Lee : - Vous rappelez vous le jour où vous nous avez lu les 16 versets du quatrième chapitre de la Genèse ?
Samuel : - Je me rappelle très bien, et cela fait longtemps.
- Presque dix ans, répondit Lee. L'histoire m'avait fort impressionné et je l'ai relue mot pour mot. Plus j'y pensais, plus elle me semblait chargée de sens. Alors j'ai comparé les traductions que nous possédons ; elles se suivent de très près. Il n'y a qu'un seul passage qui me gêne. Dans la version de King James, après que Jéhovah a demandé à Caïn la raison de sa colère, il ajoute : "Certainement, si tu agis bien, tu relèveras ton visage, et si tu agis mal, le péché se couche à la porte, et ses désirs se portent vers toi, mais toi, tu le domineras." C'est le tu le domineras qui m'a frappé, car c'était une promesse faite à Caïn qu'il dominerait le péché. [...]
Alors je me suis procuré une Bible courante américaine. C'était très nouveau à l'époque, et elle différait des autres à ce passage. Elle dit "Domine sur lui", et c'est là que réside toute la différence. Ce n'est plus une promesse, c'est un ordre.

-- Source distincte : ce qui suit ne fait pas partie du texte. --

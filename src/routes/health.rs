use axum::{extract::State, routing::get, Json, Router};

use crate::db;
use crate::models::HealthResponse;
use crate::state::AppState;

pub fn router() -> Router<AppState> {
    Router::new().route("/api/health", get(health_check))
}

/// API health check
pub async fn health_check(State(state): State<AppState>) -> Json<HealthResponse> {
    let database = db::ping(&state.db).await;
    if !database {
        tracing::warn!("Health check: database not reachable");
    }

    Json(HealthResponse {
        status: if database { "ok" } else { "degraded" }.to_string(),
        version: env!("CARGO_PKG_VERSION").to_string(),
        database,
    })
}
//! Routes for the calling user

use axum::{
    extract::{Path, State},
    http::{header, HeaderValue, StatusCode},
    response::Response,
    routing::{get, post, put},
    Router,
};
use chrono::Utc;
use tower_sessions::cookie::{Cookie, SameSite};

use crate::config::Config;
use crate::context::{ReqContext, RequestTimer};
use crate::db::{user_auth_tokens, users};
use crate::models::{HelpFlags1, HelpFlagsResponse, UserResponse};
use crate::state::AppState;

pub fn router() -> Router<AppState> {
    Router::new()
        .route("/api/user", get(get_current_user))
        .route("/api/user/helpflags/clear", get(clear_help_flags))
        .route("/api/user/helpflags/:flag", put(set_help_flag))
        .route("/api/user/auth-tokens/rotate", post(rotate_auth_token))
        .route("/api/user/logout", post(logout))
}

/// Current user; anonymous users are served when anonymous access is enabled
pub async fn get_current_user(mut ctx: ReqContext) -> Response {
    ctx.time_request(RequestTimer::start("api.user.get"));

    if !ctx.is_signed_in() && !ctx.flags.allow_anonymous {
        return ctx.json_api_err(StatusCode::UNAUTHORIZED, "Unauthorized", None);
    }

    let body = UserResponse {
        user: ctx.user().clone(),
        is_signed_in: ctx.is_signed_in(),
    };
    ctx.json(StatusCode::OK, &body)
}

pub async fn set_help_flag(
    State(state): State<AppState>,
    Path(flag): Path<String>,
    mut ctx: ReqContext,
) -> Response {
    ctx.time_request(RequestTimer::start("api.user.helpflags.set"));

    if !ctx.is_signed_in() {
        return ctx.json_api_err(StatusCode::UNAUTHORIZED, "Unauthorized", None);
    }

    let flag = match flag.parse::<u64>() {
        Ok(bits) if bits != 0 => HelpFlags1(bits),
        _ => return ctx.json_api_err(StatusCode::BAD_REQUEST, "Invalid help flag", None),
    };

    let mut flags = ctx.user().help_flags1;
    flags.add_flag(flag);
    store_help_flags(&state, ctx, flags, "Help flag set").await
}

pub async fn clear_help_flags(State(state): State<AppState>, mut ctx: ReqContext) -> Response {
    ctx.time_request(RequestTimer::start("api.user.helpflags.clear"));

    if !ctx.is_signed_in() {
        return ctx.json_api_err(StatusCode::UNAUTHORIZED, "Unauthorized", None);
    }

    store_help_flags(&state, ctx, HelpFlags1::default(), "Help flags cleared").await
}

async fn store_help_flags(
    state: &AppState,
    mut ctx: ReqContext,
    flags: HelpFlags1,
    message: &str,
) -> Response {
    match users::set_help_flags(&state.db, ctx.user().user_id, flags).await {
        Ok(_) => ctx.json(
            StatusCode::OK,
            &HelpFlagsResponse {
                message: message.to_string(),
                help_flags1: flags,
            },
        ),
        Err(e) => ctx.json_api_err(
            StatusCode::INTERNAL_SERVER_ERROR,
            "Failed to update help flag",
            Some(&e),
        ),
    }
}

/// Swap the request's token for a fresh one, delivered in the login cookie.
///
/// The old value keeps working until the new one is first used.
pub async fn rotate_auth_token(State(state): State<AppState>, mut ctx: ReqContext) -> Response {
    ctx.time_request(RequestTimer::start("api.user.authtokens.rotate"));

    let Some(mut token) = ctx.user_token().cloned() else {
        return ctx.json_api_err(StatusCode::UNAUTHORIZED, "Unauthorized", None);
    };

    let now = Utc::now().timestamp();
    if let Err(e) = user_auth_tokens::rotate_token(&state.db, &mut token, now).await {
        return ctx.json_api_err(
            StatusCode::INTERNAL_SERVER_ERROR,
            "Failed to rotate token",
            Some(&e),
        );
    }

    let cookie = login_cookie(&state.config, token.unhashed_token);
    let mut response = ctx.json_ok("Token rotated");
    append_cookie(&mut response, &cookie);
    response
}

/// Revoke the request's token, flush the session and expire the login cookie
pub async fn logout(State(state): State<AppState>, mut ctx: ReqContext) -> Response {
    if let Some(token_id) = ctx.user_token().map(|t| t.id) {
        if let Err(e) = user_auth_tokens::revoke_token(&state.db, token_id).await {
            return ctx.json_api_err(
                StatusCode::INTERNAL_SERVER_ERROR,
                "Failed to revoke session",
                Some(&e),
            );
        }
    }

    if let Some(session) = ctx.session.clone() {
        if let Err(e) = session.flush().await {
            return ctx.json_api_err(
                StatusCode::INTERNAL_SERVER_ERROR,
                "Failed to clear session",
                Some(&e),
            );
        }
    }

    let mut cookie = login_cookie(&state.config, String::new());
    cookie.make_removal();
    let mut response = ctx.json_ok("Logged out");
    append_cookie(&mut response, &cookie);
    response
}

fn login_cookie(config: &Config, value: String) -> Cookie<'static> {
    Cookie::build((config.login_cookie_name.clone(), value))
        .path(format!("{}/", config.app_sub_url))
        .http_only(true)
        .secure(config.env.is_production())
        .same_site(SameSite::Lax)
        .build()
}

fn append_cookie(response: &mut Response, cookie: &Cookie<'_>) {
    if let Ok(value) = HeaderValue::from_str(&cookie.to_string()) {
        response.headers_mut().append(header::SET_COOKIE, value);
    }
}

J'ai commencé à m'y intéresser, je me suis demandé quel était le verbe écrit pas l'auteur original et pourquoi il donnait lieu à des traductions différentes.
- Lee, vous n'avez pas étudié l'hébreu ?
[...]
- Il me semblait que l'homme qui avait conçu une aussi grande histoire savait exactement ce qu'il voulait dire et que son texte ne devait pas donner lieu à confusion.
- Vous dîtes : l'homme ? Vous ne croyez donc pas que c'est un livre divin écrit par Dieu, trempant son doigt dans l'encrier ?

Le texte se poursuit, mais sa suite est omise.